Maybe this comes down to the ability to resist and postpone. For some people, who knows, maybe brain chemicals come into play and they can't stop spending, making the wrong decisions, undermining themselves in the process of building wealth over time, which, in all honesty, is not an easy thing to do depending on the circumstances.

It reminds me of losing weight or eating healthy. Almost everyone knows that eating less or less calorie dense foods leads to weight reduction, but it is not the knowledge, it is the ability to execute. This ability to execute could suffer from a couple of factors and for some people it is easier, for some it is harder. To resist short term pleasure is quite certainly connected to brain chemistry. Some people are not exactly wired to be able to handle temptation very well. Wrong brain chemistry interferes heavily with proper long term planning.

In finance this could play out in both ways and let's use bitcoin as an example. In a volatile environment, the temptation to sell when bitcoin turns red is bigger for some people than for others. The temptation to sell when it is up 5x or 10x is again bigger for some people than for others. I believe, and your opinion would be interesting here, that the ability to resist selling in times of negative prices and the ability to resist in times of positive prices is lower for the same kind of people. This means there is a category of people that is limited in the magnitude of the ability to resist selling in both directions, narrowing down their scope tremendously to build a portfolio over time. They feel more fear when it goes down and rather sell, and they feel more urge to take profit when it goes up. Now I was only talking about selling, include buying into that equation and you see how complex it can become for some people, not for all of course.

There are of course other categories and you have those who never sell, but not because they are building their BTC stash confidently or rationally, but because they are greedy. In the case of bitcoin this would have paid off most of the time, but this is because of the unprecedented upside potential bitcoin brought about. In the shit coin era in 2017 some people did the same and they lost it all while they felt rich on paper. That is why building wealth over time for the "never sell because of greed" category could run into problems as well if they play the same game with other assets.

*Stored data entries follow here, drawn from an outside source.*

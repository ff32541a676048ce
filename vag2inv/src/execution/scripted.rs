//! Scripted runner for unit tests

use super::VagrantRunner;
use crate::error::{CommandError, Result};
use std::cell::RefCell;
use std::collections::HashMap;

/// Answers commands from a fixed script; unscripted commands fail
#[derive(Default)]
pub(crate) struct ScriptedRunner {
    responses: HashMap<String, Option<String>>,
    calls: RefCell<Vec<String>>,
}

impl ScriptedRunner {
    pub(crate) fn new() -> Self {
        Self::default()
    }

    pub(crate) fn respond(mut self, command: &str, stdout: &str) -> Self {
        self.responses
            .insert(command.to_string(), Some(stdout.to_string()));
        self
    }

    pub(crate) fn fail(mut self, command: &str) -> Self {
        self.responses.insert(command.to_string(), None);
        self
    }

    pub(crate) fn calls(&self) -> Vec<String> {
        self.calls.borrow().clone()
    }
}

impl VagrantRunner for ScriptedRunner {
    fn run(&self, args: &[&str]) -> Result<String> {
        let command = args.join(" ");
        self.calls.borrow_mut().push(command.clone());

        match self.responses.get(&command) {
            Some(Some(stdout)) => Ok(stdout.clone()),
            _ => Err(CommandError::Failed {
                command: format!("vagrant {}", command),
                status: "exit status: 1".to_string(),
                stderr: String::new(),
            }
            .into()),
        }
    }
}
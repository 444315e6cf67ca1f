//! Driven (output) ports - implemented by infrastructure.
//!
//! These traits define what the application needs from external systems.
//! The `servicedeck-adapters` crate provides implementations.

use async_trait::async_trait;

use crate::domain::{NewService, ServiceId, ServiceRecord};
use crate::error::DeckResult;

/// Result of a `list` call: whatever records came back, plus any errors the
/// backend reported alongside them.
#[derive(Debug, Clone, Default, PartialEq, Eq)]
pub struct ListResponse {
    pub items: Vec<ServiceRecord>,
    pub errors: Vec<String>,
}

impl ListResponse {
    pub fn complete(items: Vec<ServiceRecord>) -> Self {
        Self {
            items,
            errors: Vec::new(),
        }
    }

    pub fn is_partial(&self) -> bool {
        !self.errors.is_empty()
    }
}

/// Port for the managed data API holding the `Service` collection.
///
/// Implemented by:
/// - `servicedeck_adapters::collaborator::GraphqlCollaborator` (production)
/// - `servicedeck_adapters::collaborator::InMemoryCollaborator` (testing, demo)
///
/// ## Design Notes
///
/// - No timeouts or retries at this seam; those belong to the client behind it
/// - A failed call returns `Err`; a listing that partly succeeded returns
///   `Ok` with `errors` filled in
#[cfg_attr(test, mockall::automock)]
#[async_trait]
pub trait ServiceCollaborator: Send + Sync {
    /// List every service, in the backend's order.
    async fn list(&self) -> DeckResult<ListResponse>;

    /// Create a service; the backend assigns the id.
    async fn create(&self, draft: NewService) -> DeckResult<ServiceRecord>;

    /// Delete a service by id.
    async fn delete(&self, id: &ServiceId) -> DeckResult<()>;
}

/// Port for the modal acknowledgment shown after the primary action.
///
/// Implemented by:
/// - `servicedeck_adapters::confirmation::ModalPresenter` (in-process, readable
///   and dismissible by the test harness)
/// - the CLI's terminal presenter
///
/// `show` resolves once the message is on screen. Dismissal belongs to
/// whoever owns the presenter, so awaiting `show` never blocks on the user.
#[cfg_attr(test, mockall::automock)]
#[async_trait]
pub trait ConfirmationPresenter: Send + Sync {
    async fn show(&self, message: &str) -> DeckResult<()>;
}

To sum this up, I think it is not the rules or principles that people don't understand most of the time, but their own psyche that makes them deviate from the plan. I think we all have an area in life where we can empathize with that.

Last but not least and this is bitterly true, there is also a lot of stupidity in laziness in finance. I didn't want to exclude this in any way. Cheesy But I wanted to add to the spectrum that I believe for some people it is really hard because of the way they are wired for whatever reason.